• Listed entries:
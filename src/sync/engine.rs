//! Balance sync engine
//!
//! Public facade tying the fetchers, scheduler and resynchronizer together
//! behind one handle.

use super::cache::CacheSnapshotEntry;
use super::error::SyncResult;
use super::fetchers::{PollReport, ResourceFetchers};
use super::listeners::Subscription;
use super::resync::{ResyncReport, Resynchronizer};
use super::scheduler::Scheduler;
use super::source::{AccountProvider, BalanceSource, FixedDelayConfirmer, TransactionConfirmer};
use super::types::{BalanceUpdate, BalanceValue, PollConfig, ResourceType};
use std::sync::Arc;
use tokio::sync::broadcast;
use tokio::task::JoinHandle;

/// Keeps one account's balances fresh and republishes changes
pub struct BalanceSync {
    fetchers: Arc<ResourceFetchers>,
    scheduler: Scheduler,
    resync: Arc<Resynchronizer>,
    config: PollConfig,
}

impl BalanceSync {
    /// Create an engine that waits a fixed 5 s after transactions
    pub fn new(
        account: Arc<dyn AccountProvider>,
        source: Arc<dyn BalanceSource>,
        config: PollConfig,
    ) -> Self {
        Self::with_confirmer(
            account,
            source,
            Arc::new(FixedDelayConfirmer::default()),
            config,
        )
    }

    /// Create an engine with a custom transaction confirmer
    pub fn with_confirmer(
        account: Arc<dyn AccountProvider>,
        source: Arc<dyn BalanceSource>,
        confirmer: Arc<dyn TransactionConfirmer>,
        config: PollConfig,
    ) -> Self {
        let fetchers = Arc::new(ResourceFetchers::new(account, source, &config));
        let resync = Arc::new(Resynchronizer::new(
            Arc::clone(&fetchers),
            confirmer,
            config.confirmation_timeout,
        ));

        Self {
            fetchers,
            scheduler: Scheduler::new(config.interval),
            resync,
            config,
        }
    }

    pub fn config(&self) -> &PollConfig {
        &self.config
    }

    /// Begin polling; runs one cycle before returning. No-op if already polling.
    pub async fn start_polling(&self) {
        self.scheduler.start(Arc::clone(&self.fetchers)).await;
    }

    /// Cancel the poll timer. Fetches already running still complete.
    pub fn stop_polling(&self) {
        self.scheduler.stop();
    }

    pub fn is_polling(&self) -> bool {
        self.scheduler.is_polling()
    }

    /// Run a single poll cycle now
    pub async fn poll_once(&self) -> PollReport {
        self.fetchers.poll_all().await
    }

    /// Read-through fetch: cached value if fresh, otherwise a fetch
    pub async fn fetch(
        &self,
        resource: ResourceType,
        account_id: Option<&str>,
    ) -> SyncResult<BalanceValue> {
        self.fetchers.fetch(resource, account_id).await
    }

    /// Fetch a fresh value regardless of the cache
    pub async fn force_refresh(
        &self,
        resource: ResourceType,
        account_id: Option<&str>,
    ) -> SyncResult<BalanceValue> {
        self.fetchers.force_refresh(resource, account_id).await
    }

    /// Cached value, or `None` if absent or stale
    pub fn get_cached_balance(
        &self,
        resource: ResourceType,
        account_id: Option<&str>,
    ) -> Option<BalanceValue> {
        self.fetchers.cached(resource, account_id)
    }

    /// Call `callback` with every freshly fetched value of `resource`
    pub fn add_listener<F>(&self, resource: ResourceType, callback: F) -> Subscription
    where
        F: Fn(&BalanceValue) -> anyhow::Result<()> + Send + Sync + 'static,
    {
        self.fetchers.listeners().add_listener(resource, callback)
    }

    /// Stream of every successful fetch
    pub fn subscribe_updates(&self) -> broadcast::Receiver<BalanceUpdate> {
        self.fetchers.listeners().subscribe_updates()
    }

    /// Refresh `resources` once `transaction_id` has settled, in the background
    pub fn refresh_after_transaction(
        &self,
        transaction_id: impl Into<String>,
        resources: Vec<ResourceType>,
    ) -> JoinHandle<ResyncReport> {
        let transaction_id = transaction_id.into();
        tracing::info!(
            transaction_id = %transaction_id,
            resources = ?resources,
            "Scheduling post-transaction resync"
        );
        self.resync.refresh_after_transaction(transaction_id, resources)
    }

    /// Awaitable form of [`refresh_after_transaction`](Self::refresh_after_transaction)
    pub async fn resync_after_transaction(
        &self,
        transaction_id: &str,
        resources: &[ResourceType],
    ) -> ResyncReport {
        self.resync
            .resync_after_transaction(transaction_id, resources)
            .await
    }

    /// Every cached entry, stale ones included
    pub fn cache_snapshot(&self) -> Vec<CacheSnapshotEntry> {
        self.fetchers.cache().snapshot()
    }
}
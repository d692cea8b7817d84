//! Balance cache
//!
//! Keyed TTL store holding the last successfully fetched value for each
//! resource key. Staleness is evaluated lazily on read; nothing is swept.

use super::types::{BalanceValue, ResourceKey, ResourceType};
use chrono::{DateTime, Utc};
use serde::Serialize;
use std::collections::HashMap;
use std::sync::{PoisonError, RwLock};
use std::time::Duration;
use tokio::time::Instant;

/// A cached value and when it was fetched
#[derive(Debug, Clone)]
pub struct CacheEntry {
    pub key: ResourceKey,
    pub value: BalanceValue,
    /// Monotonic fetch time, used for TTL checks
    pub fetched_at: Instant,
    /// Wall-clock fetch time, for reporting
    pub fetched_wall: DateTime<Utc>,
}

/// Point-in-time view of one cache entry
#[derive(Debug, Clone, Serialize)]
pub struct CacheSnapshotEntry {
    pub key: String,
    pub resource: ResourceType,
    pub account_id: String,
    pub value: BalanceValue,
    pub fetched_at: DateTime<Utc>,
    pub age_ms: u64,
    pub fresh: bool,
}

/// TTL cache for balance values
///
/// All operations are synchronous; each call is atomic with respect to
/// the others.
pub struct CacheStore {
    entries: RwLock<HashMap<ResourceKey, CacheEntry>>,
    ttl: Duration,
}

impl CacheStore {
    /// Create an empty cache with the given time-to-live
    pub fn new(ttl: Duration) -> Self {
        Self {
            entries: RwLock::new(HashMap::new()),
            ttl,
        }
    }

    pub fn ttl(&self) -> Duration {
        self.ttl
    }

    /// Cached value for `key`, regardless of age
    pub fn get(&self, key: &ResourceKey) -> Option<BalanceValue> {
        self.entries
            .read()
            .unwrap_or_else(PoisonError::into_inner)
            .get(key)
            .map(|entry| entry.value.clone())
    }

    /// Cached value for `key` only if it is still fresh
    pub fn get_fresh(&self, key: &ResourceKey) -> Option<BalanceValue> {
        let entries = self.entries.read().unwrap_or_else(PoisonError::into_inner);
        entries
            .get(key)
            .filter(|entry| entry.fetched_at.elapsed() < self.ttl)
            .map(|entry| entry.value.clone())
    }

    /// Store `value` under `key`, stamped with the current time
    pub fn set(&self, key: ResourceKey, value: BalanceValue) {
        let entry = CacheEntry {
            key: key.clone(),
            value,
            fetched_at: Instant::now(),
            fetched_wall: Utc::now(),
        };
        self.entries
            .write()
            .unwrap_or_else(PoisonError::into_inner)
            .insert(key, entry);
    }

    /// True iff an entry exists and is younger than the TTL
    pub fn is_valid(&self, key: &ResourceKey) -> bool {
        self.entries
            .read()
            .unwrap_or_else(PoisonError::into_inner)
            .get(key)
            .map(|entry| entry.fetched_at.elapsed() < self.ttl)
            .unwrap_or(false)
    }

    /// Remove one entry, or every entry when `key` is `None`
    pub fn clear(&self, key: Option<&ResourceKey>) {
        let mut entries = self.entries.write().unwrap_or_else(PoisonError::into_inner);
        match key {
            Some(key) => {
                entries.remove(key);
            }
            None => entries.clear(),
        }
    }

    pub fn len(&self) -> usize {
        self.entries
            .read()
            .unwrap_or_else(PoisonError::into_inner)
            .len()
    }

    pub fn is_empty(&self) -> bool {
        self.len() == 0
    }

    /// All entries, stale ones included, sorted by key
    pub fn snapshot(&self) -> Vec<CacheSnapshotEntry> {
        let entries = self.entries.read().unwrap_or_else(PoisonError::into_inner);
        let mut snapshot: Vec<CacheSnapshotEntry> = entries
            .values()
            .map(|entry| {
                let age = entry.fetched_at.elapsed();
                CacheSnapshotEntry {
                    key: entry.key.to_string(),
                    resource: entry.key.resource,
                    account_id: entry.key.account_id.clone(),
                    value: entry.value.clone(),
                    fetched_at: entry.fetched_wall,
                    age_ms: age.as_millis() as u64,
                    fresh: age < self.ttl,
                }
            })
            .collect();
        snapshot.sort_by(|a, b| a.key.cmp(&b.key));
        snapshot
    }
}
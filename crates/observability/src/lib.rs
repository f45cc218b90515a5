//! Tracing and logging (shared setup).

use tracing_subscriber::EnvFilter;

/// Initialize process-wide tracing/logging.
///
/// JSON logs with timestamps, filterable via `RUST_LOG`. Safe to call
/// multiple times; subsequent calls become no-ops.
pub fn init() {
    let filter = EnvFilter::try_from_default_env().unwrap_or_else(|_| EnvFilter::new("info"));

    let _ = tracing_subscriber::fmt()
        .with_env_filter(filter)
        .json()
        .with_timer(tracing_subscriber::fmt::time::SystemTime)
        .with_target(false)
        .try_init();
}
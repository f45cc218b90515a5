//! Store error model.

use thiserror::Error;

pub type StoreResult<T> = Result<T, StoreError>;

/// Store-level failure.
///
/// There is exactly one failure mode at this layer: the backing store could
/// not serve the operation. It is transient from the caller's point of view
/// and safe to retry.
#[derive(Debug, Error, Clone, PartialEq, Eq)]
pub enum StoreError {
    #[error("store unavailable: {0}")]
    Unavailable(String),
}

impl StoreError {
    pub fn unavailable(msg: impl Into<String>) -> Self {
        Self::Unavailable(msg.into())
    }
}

• Task description:
Answer with one number only: how many lines of the entries above include the word "PollReport"?

• Solved exercise:
2